Why? Because it would decrease the instances of rape.
I did a double-take. “Did you say rape?”
“So this is a problem in your country?”
I thought for a moment. “How does putting girls and boys together in the same class decrease the number of rapes?”
He shook his head for a moment, as if processing the idea. As if figuring out how to phrase something that was so obvious that it didn’t usually require words.
“It’s just, maybe it happens more when there are a lot of girls together in one room. When there are boys and girls together, I think the rape will be less.”
This is the moment that language teachers dream of–that moment to engage. That moment when language takes it rightful place as a conveyor of ideas, not this monolithic body of knowledge that my students need to acquire before they can actually communicate.
This is the moment when my students move beyond the in my country, we do this, and in my opinion, it’s very important because...
This is the moment when I have a choice–to confront age-old, culturally embedded stereotypes about gender and violence–or to move on in the language lesson because of my fear of the emotions that the discussion would summon forth.
I chose to engage. Carefully. But to engage nonetheless.
“What causes rape?” I asked.
“Is rape going to happen if a lot of girls or women are gathered in one place and a man is teaching them?” I asked.
Slience, and then a quiet, “…maybe.”
“Okay. Here’s a question: Why do people rape?”
“Why do you think people rape?” I repeated.
“…maybe because the woman is dress very… not nice. Maybe too sexy.”
I didn’t laugh or roll my eyes. I just shook my head. “Nope.”
Someone else spoke. “Maybe because she walk alone at night.”
“Nope,” I said.
“But I know a story, Teacher,” one student said. “One woman, she walk alone at night, and this happened to her.
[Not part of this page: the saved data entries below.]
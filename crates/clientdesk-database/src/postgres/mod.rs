//! PostgreSQL store.
//!
//! Every unit of work is one sqlx transaction; the repository
//! implementations in the sibling modules run their statements on it.

mod audit;
mod client;
mod employee;
mod session;
mod user;

use async_trait::async_trait;
use sqlx::{PgPool, Postgres, Transaction};
use tracing::debug;

use clientdesk_core::error::{AppError, ErrorKind};
use clientdesk_core::result::AppResult;

use crate::store::{Database, UnitOfWork};

/// Unique constraint on `users.email`.
const USERS_EMAIL_KEY: &str = "users_email_key";

/// Store backed by a PostgreSQL pool.
#[derive(Debug, Clone)]
pub struct PgDatabase {
    pool: PgPool,
}

impl PgDatabase {
    /// Wrap an open pool.
    pub fn new(pool: PgPool) -> Self {
        Self { pool }
    }

    /// Return a reference to the underlying sqlx pool.
    pub fn pool(&self) -> &PgPool {
        &self.pool
    }
}

#[async_trait]
impl Database for PgDatabase {
    async fn begin(&self) -> AppResult<Box<dyn UnitOfWork>> {
        let tx = self.pool.begin().await.map_err(|e| {
            AppError::with_source(ErrorKind::Database, "Failed to begin transaction", e)
        })?;
        Ok(Box::new(PgUnitOfWork { tx }))
    }

    async fn health_check(&self) -> AppResult<bool> {
        sqlx::query_scalar::<_, i32>("SELECT 1")
            .fetch_one(&self.pool)
            .await
            .map(|v| v == 1)
            .map_err(|e| AppError::with_source(ErrorKind::Database, "Health check failed", e))
    }

    fn backend(&self) -> &'static str {
        "postgres"
    }
}

/// An open PostgreSQL transaction.
pub struct PgUnitOfWork {
    tx: Transaction<'static, Postgres>,
}

#[async_trait]
impl UnitOfWork for PgUnitOfWork {
    async fn commit(self: Box<Self>) -> AppResult<()> {
        self.tx.commit().await.map_err(|e| {
            AppError::with_source(ErrorKind::Database, "Failed to commit transaction", e)
        })?;
        debug!("Transaction committed");
        Ok(())
    }
}

/// Map a failed statement to a database error.
fn db_error(message: &'static str) -> impl FnOnce(sqlx::Error) -> AppError {
    move |e| AppError::with_source(ErrorKind::Database, message, e)
}

/// Map a failed user write, turning a duplicate email into a field error.
fn user_write_error(message: &'static str) -> impl FnOnce(sqlx::Error) -> AppError {
    move |e| match e {
        sqlx::Error::Database(ref db_err) if db_err.constraint() == Some(USERS_EMAIL_KEY) => {
            AppError::field("email", "The email has already been taken.")
        }
        other => AppError::with_source(ErrorKind::Database, message, other),
    }
}
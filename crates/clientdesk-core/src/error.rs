//! Unified application error types for ClientDesk.
//!
//! All crates map their internal errors into [`AppError`] for consistent
//! propagation through the ? operator.

use std::collections::BTreeMap;
use std::fmt;

use thiserror::Error;

/// Per-field validation messages, keyed by the (possibly nested) field path.
pub type FieldErrors = BTreeMap<String, Vec<String>>;

/// Top-level error kind categorization used across the entire application.
#[derive(Debug, Clone, Copy, PartialEq, Eq, Hash, serde::Serialize, serde::Deserialize)]
pub enum ErrorKind {
    /// The requested resource was not found.
    NotFound,
    /// Authentication failed (invalid credentials, expired token, etc.).
    Authentication,
    /// The caller does not have permission to perform the action.
    Authorization,
    /// Input validation failed.
    Validation,
    /// The request conflicts with the current state of the resource.
    Conflict,
    /// An internal server error occurred.
    Internal,
    /// A database error occurred.
    Database,
    /// A configuration error occurred.
    Configuration,
    /// A serialization/deserialization error occurred.
    Serialization,
}

impl fmt::Display for ErrorKind {
    fn fmt(&self, f: &mut fmt::Formatter<'_>) -> fmt::Result {
        match self {
            Self::NotFound => write!(f, "NOT_FOUND"),
            Self::Authentication => write!(f, "AUTHENTICATION"),
            Self::Authorization => write!(f, "AUTHORIZATION"),
            Self::Validation => write!(f, "VALIDATION"),
            Self::Conflict => write!(f, "CONFLICT"),
            Self::Internal => write!(f, "INTERNAL"),
            Self::Database => write!(f, "DATABASE"),
            Self::Configuration => write!(f, "CONFIGURATION"),
            Self::Serialization => write!(f, "SERIALIZATION"),
        }
    }
}

/// The unified application error used throughout ClientDesk.
///
/// Validation failures may carry per-field messages in `field_errors`, which
/// the HTTP layer exposes as the `errors` object of the response body.
#[derive(Debug, Error)]
#[error("{kind}: {message}")]
pub struct AppError {
    /// The category of error.
    pub kind: ErrorKind,
    /// A human-readable error message.
    pub message: String,
    /// Field-level messages for validation failures.
    pub field_errors: Option<FieldErrors>,
    /// Optional underlying cause.
    #[source]
    pub source: Option<Box<dyn std::error::Error + Send + Sync>>,
}

impl AppError {
    /// Create a new application error.
    pub fn new(kind: ErrorKind, message: impl Into<String>) -> Self {
        Self {
            kind,
            message: message.into(),
            field_errors: None,
            source: None,
        }
    }

    /// Create a new application error with an underlying cause.
    pub fn with_source(
        kind: ErrorKind,
        message: impl Into<String>,
        source: impl std::error::Error + Send + Sync + 'static,
    ) -> Self {
        Self {
            kind,
            message: message.into(),
            field_errors: None,
            source: Some(Box::new(source)),
        }
    }

    /// Create a not-found error.
    pub fn not_found(message: impl Into<String>) -> Self {
        Self::new(ErrorKind::NotFound, message)
    }

    /// Create an authentication error.
    pub fn authentication(message: impl Into<String>) -> Self {
        Self::new(ErrorKind::Authentication, message)
    }

    /// Create an authorization error.
    pub fn authorization(message: impl Into<String>) -> Self {
        Self::new(ErrorKind::Authorization, message)
    }

    /// Create a validation error.
    pub fn validation(message: impl Into<String>) -> Self {
        Self::new(ErrorKind::Validation, message)
    }

    /// Create a validation error carrying per-field messages.
    pub fn validation_fields(message: impl Into<String>, fields: FieldErrors) -> Self {
        Self {
            field_errors: Some(fields),
            ..Self::validation(message)
        }
    }

    /// Create a validation error for a single field.
    pub fn field(field: &str, message: impl Into<String>) -> Self {
        let message = message.into();
        let mut fields = FieldErrors::new();
        fields.insert(field.to_string(), vec![message.clone()]);
        Self::validation_fields(message, fields)
    }

    /// Create a conflict error.
    pub fn conflict(message: impl Into<String>) -> Self {
        Self::new(ErrorKind::Conflict, message)
    }

    /// Create an internal error.
    pub fn internal(message: impl Into<String>) -> Self {
        Self::new(ErrorKind::Internal, message)
    }

    /// Create a database error.
    pub fn database(message: impl Into<String>) -> Self {
        Self::new(ErrorKind::Database, message)
    }

    /// Create a configuration error.
    pub fn configuration(message: impl Into<String>) -> Self {
        Self::new(ErrorKind::Configuration, message)
    }
}

impl Clone for AppError {
    fn clone(&self) -> Self {
        Self {
            kind: self.kind,
            message: self.message.clone(),
            field_errors: self.field_errors.clone(),
            source: None,
        }
    }
}

impl From<serde_json::Error> for AppError {
    fn from(err: serde_json::Error) -> Self {
        Self::with_source(
            ErrorKind::Serialization,
            format!("JSON serialization error: {err}"),
            err,
        )
    }
}

impl From<config::ConfigError> for AppError {
    fn from(err: config::ConfigError) -> Self {
        Self::with_source(
            ErrorKind::Configuration,
            format!("Configuration error: {err}"),
            err,
        )
    }
}
//! Integration tests for employee management.

use axum::http::StatusCode;
use serde_json::json;

use crate::helpers;

#[tokio::test]
async fn test_create_employee_returns_working_token() {
    let app = helpers::TestApp::new().await;
    let admin = app.admin_token().await;

    let response = app
        .request(
            "POST",
            "/api/employee",
            Some(json!({
                "name": "Marta",
                "email": "marta@clientdesk.test",
                "password": "password123",
                "password_confirmation": "password123",
                "job_title": "Sales",
                "joined_at": "2024-03-01",
            })),
            Some(&admin),
        )
        .await;

    assert_eq!(response.status, StatusCode::CREATED);
    assert_eq!(response.body["user"]["role"], "employee");
    assert_eq!(response.body["employee"]["job_title"], "Sales");

    let token = response.body["token"].as_str().expect("token").to_string();
    let me = app.request("GET", "/api/user", None, Some(&token)).await;
    assert_eq!(me.status, StatusCode::OK);
    assert_eq!(me.body["email"], "marta@clientdesk.test");
}

#[tokio::test]
async fn test_duplicate_email_rejected() {
    let app = helpers::TestApp::new().await;
    let admin = app.admin_token().await;
    app.create_employee(&admin, "dup@clientdesk.test").await;

    let response = app
        .request(
            "POST",
            "/api/employee",
            Some(json!({
                "name": "Other",
                "email": "dup@clientdesk.test",
                "password": "password123",
                "password_confirmation": "password123",
            })),
            Some(&admin),
        )
        .await;

    assert_eq!(response.status, StatusCode::UNPROCESSABLE_ENTITY);
    assert_eq!(
        response.body["errors"]["email"][0],
        "The email has already been taken."
    );
}

#[tokio::test]
async fn test_password_confirmation_must_match() {
    let app = helpers::TestApp::new().await;
    let admin = app.admin_token().await;

    let response = app
        .request(
            "POST",
            "/api/employee",
            Some(json!({
                "name": "Other",
                "email": "other@clientdesk.test",
                "password": "password123",
                "password_confirmation": "password124",
            })),
            Some(&admin),
        )
        .await;

    assert_eq!(response.status, StatusCode::UNPROCESSABLE_ENTITY);
    assert!(response.body["errors"].get("password").is_some());
}

#[tokio::test]
async fn test_update_and_delete_employee() {
    let app = helpers::TestApp::new().await;
    let admin = app.admin_token().await;
    let staff = app.create_employee(&admin, "staff@clientdesk.test").await;

    let list = app.request("GET", "/api/employee", None, Some(&admin)).await;
    assert_eq!(list.status, StatusCode::OK);
    let id = list.body["employees"][0]["id"].as_i64().expect("employee id");

    let response = app
        .request(
            "PUT",
            &format!("/api/employee/{id}"),
            Some(json!({ "job_title": "Manager" })),
            Some(&admin),
        )
        .await;
    assert_eq!(response.status, StatusCode::OK);
    assert_eq!(response.body["employee"]["job_title"], "Manager");
    assert_eq!(response.body["employee"]["user"]["email"], "staff@clientdesk.test");

    let response = app
        .request("DELETE", &format!("/api/employee/{id}"), None, Some(&admin))
        .await;
    assert_eq!(response.status, StatusCode::OK);
    assert_eq!(
        response.body["message"],
        "Employee and associated user deleted successfully"
    );

    // The deleted user's session no longer authenticates
    let me = app.request("GET", "/api/user", None, Some(&staff)).await;
    assert_eq!(me.status, StatusCode::UNAUTHORIZED);

    let response = app
        .request("GET", &format!("/api/employee/{id}"), None, Some(&admin))
        .await;
    assert_eq!(response.status, StatusCode::NOT_FOUND);
}

#[tokio::test]
async fn test_update_password_requires_confirmation() {
    let app = helpers::TestApp::new().await;
    let admin = app.admin_token().await;
    app.create_employee(&admin, "pw@clientdesk.test").await;

    let list = app.request("GET", "/api/employee", None, Some(&admin)).await;
    let id = list.body["employees"][0]["id"].as_i64().expect("employee id");
    let path = format!("/api/employee/{id}");

    let response = app
        .request(
            "PUT",
            &path,
            Some(json!({ "password": "new-password-1" })),
            Some(&admin),
        )
        .await;
    assert_eq!(response.status, StatusCode::UNPROCESSABLE_ENTITY);
    assert!(response.body["errors"].get("password").is_some());

    let response = app
        .request(
            "PUT",
            &path,
            Some(json!({
                "password": "new-password-1",
                "password_confirmation": "new-password-1",
            })),
            Some(&admin),
        )
        .await;
    assert_eq!(response.status, StatusCode::OK);
    app.login("pw@clientdesk.test", "new-password-1").await;
}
It terrible.”
“I agree. It is terrible. But it’s also not her fault.”
“Listen, rape is not the woman’s fault.” (I used “woman” because for this group of students, the concept of a woman raping a man is totally impossible–but that’s another topic).
At this point, I could see the fierce agreement in the eyes of my female students.
“People rape because they want power or control over someone else. It’s not because a woman is too sexy. Rape isn’t about sex. It’s about power and control. And rape happens over and over and over again… Why?”
“Because we don’t talk about it,” I said. “Because rape is so shameful that we’d rather go to our graves not talking about it then to invite that shame onto our families.”
At this point, the heaviness in the room was palpable.
“Isn’t that right?” I asked.
Around the room, heads nodded. Even those of my male students.
“Rape happens because of power and shame,” I stated emphatically. “And unless we start talking about it, it’s going to continue to happen. Can you imagine if this happened to your daughter? Your sister? Can you imagine how you would feel if you couldn’t do anything about it because you didn’t want people to know about the rape? Can you imagine this?”
And at this point I could see on their faces that they could imagine this horrible reality–because some of them had lived it.
One of my students softly said, “It’s happen in schools sometimes, but also it’s happen a lot in families. Like between cousins.”
Some days, I leave work feeling like nothing I can do makes a difference.
Some days, I leave work feeling like this is the only thing that I can do that makes a difference.